It's inevitable. There just aren't enough hours in a day. At least not when you are making an effort to get somewhere close to seven hours of sleep a night. I'm envious of those Bill Clinton/Martha Stewart types who are able to be productive on four or five...I'll be THEY manage to keep THEIR blogs consistently updated.
The fact is, no matter what I do, someone gets the short end of the stick. Sometimes it's my mom, when I skip a visit after work so that I can pick up Nathan from daycare when one of the other kids has a school event that Jack needs to attend. Sometimes it's Nathan, who gets fed another nutritious Happy Meal (not that he's complaining) after a ten-hour day in nursery school while dementia patients hover and coo around him. Almost always it's Jack, who as an able-minded adult has to fend for himself while his life partner attends to everyone's needs but his. And of course, I don't usually take very good care of myself either, despite constantly renewed vows to start eating better and exercising more regularly.
For now, in lieu of more excuses, I'll try to hit the highlights of the last few months:
My mom enjoyed a few visitors towards the beginning of the year, including her sisters and Tom and Judy Ordens, dear old friends from our time in Wisconsin, who had last seen her about eight years ago on a trip to see the Frank Lloyd Wright Falling Water house in Pennsylvania. They were wistful about not making the trip to visit a year ago, when my mom was more cognitively present, but you can only live in the present and they were grateful for the change to spend a little time visiting with her and connecting with her as best as they could now.

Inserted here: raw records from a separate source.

//! Discovery of Go benchmark functions.
//!
//! Scans every `*_test.go` file below a directory for `func BenchmarkXxx(`
//! declarations, the names accepted by `--bench`.

use anyhow::{Context, Result};
use log::debug;
use regex::Regex;
use std::fs;
use std::path::Path;
use std::sync::OnceLock;
use walkdir::WalkDir;

fn benchmark_decl() -> &'static Regex {
    static PATTERN: OnceLock<Regex> = OnceLock::new();
    PATTERN.get_or_init(|| {
        #[allow(clippy::expect_used)]
        Regex::new(r"(?m)^func\s+(?:\([^)]*\)\s*)?(Benchmark\w*)\s*[\[(]")
            .expect("benchmark pattern must compile")
    })
}

/// Benchmark function names declared in Go source text, in order
pub fn benchmark_names(source: &str) -> Vec<String> {
    benchmark_decl()
        .captures_iter(source)
        .filter_map(|caps| caps.get(1))
        .map(|m| m.as_str().to_string())
        .collect()
}

/// Every benchmark below `root`, files visited in lexical path order
pub fn find_benchmarks(root: &Path) -> Result<Vec<String>> {
    let mut found = Vec::new();

    for entry in WalkDir::new(root).sort_by_file_name() {
        let entry = entry.with_context(|| format!("Cannot walk {}", root.display()))?;
        if !entry.file_type().is_file() || !is_go_test_file(entry.path()) {
            continue;
        }

        let path = entry.path();
        let source =
            fs::read_to_string(path).with_context(|| format!("Cannot read {}", path.display()))?;
        let names = benchmark_names(&source);
        debug!("{}: {} benchmark(s)", path.display(), names.len());
        found.extend(names);
    }

    Ok(found)
}

fn is_go_test_file(path: &Path) -> bool {
    path.file_name()
        .and_then(|n| n.to_str())
        .is_some_and(|n| n.ends_with("_test.go"))
}

#[cfg(test)]
mod tests {
    use super::*;

    #[test]
    fn test_benchmark_names() {
        let source = r#"
package fib

func BenchmarkFib10(b *testing.B) {}

func TestFib(t *testing.T) {}

func benchmarkHelper(b *testing.B) {}

func (s *suite) BenchmarkMethod(b *testing.B) {}
func BenchmarkGeneric[T any](b *testing.B) {}
"#;
        assert_eq!(
            benchmark_names(source),
            vec!["BenchmarkFib10", "BenchmarkMethod", "BenchmarkGeneric"]
        );
    }
}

Tim was also in town for about a week in February, which gave me a longer break and we were able to deal with some of the legal paperwork that this kind of unexpected medical situation brings.
As far as my mom's health goes, her cognitive decline seems to have stabilized somewhat and her weight is stable (she lost a fair amount over the winter), but her emotional health is a bit more of a roller-coaster. The last couple of weeks have seemed bad to me, with increased paranoia and agitation, but the regular nurses and aides tell me that she's generally pretty calm and acts happy. I guess it's a sign that she still recognizes me, that she reacts so strongly during my visits. I guess my presence stimulates an emotional reaction and she just wants to communicate about what is happening to her. She's not necessarily clear on WHAT bad thing is happening, but she's definitely able to express that she's not pleased about it!
It's something I need to have a conversation with the geriatric psychiatrist about and maybe they'll try adjusting her medications.
As so many of the other residents are much, MUCH older, it's inevitable that I'll be witness to their passings as time goes by. One of my favorites, Dolly, recently died of heart failure, even though I would have said she was one of the healthier ones. She was a small woman and wore her hair pulled back in little girl braids and had particularly child-like mannerisms and during almost every visit we would discuss how her mother was coming to pick her up and take her to Webster.
In contrast, my mom's first roommate there, Millie (who everyone calls Grandma), is now almost 105 and I'm fairly convinced that she is NEVER going to die.
I'll go ahead and post this is hopes of writing more soon.